Every line that contains "super" must be located and copied from the data.

Input for this task ::
BEGIN

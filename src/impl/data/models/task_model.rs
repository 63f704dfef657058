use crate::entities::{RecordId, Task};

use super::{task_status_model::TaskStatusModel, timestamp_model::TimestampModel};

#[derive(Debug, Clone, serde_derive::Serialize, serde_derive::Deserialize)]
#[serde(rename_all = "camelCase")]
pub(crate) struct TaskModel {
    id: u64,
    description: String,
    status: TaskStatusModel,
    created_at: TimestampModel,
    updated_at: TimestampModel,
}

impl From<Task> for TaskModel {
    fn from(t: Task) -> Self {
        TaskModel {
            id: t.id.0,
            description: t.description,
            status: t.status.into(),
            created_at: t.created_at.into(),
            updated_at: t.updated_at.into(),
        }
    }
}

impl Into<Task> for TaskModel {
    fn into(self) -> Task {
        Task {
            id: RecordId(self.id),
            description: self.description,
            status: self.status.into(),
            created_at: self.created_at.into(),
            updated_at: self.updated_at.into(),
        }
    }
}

END
BEGIN

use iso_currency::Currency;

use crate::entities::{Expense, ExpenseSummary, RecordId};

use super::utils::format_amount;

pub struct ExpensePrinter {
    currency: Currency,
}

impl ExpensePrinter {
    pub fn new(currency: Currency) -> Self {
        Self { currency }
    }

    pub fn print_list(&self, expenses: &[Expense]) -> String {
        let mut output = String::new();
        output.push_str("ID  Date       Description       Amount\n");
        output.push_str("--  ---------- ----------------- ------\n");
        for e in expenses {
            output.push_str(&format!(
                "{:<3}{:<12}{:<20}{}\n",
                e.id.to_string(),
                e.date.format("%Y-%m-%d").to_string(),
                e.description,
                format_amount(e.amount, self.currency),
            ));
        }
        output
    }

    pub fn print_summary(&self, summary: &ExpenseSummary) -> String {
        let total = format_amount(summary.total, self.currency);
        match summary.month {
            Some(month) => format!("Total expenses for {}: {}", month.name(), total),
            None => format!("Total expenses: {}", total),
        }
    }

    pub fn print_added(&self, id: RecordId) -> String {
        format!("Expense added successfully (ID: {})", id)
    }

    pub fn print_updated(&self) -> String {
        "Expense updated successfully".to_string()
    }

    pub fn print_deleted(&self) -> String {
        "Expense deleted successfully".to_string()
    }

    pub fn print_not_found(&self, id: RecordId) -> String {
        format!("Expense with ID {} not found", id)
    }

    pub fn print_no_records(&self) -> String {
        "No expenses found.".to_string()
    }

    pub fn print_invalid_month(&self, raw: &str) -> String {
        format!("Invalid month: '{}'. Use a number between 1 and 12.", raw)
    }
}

END

Result ::
use super::{task_status_model::TaskStatusModel, timestamp_model::TimestampModel};
use super::utils::format_amount;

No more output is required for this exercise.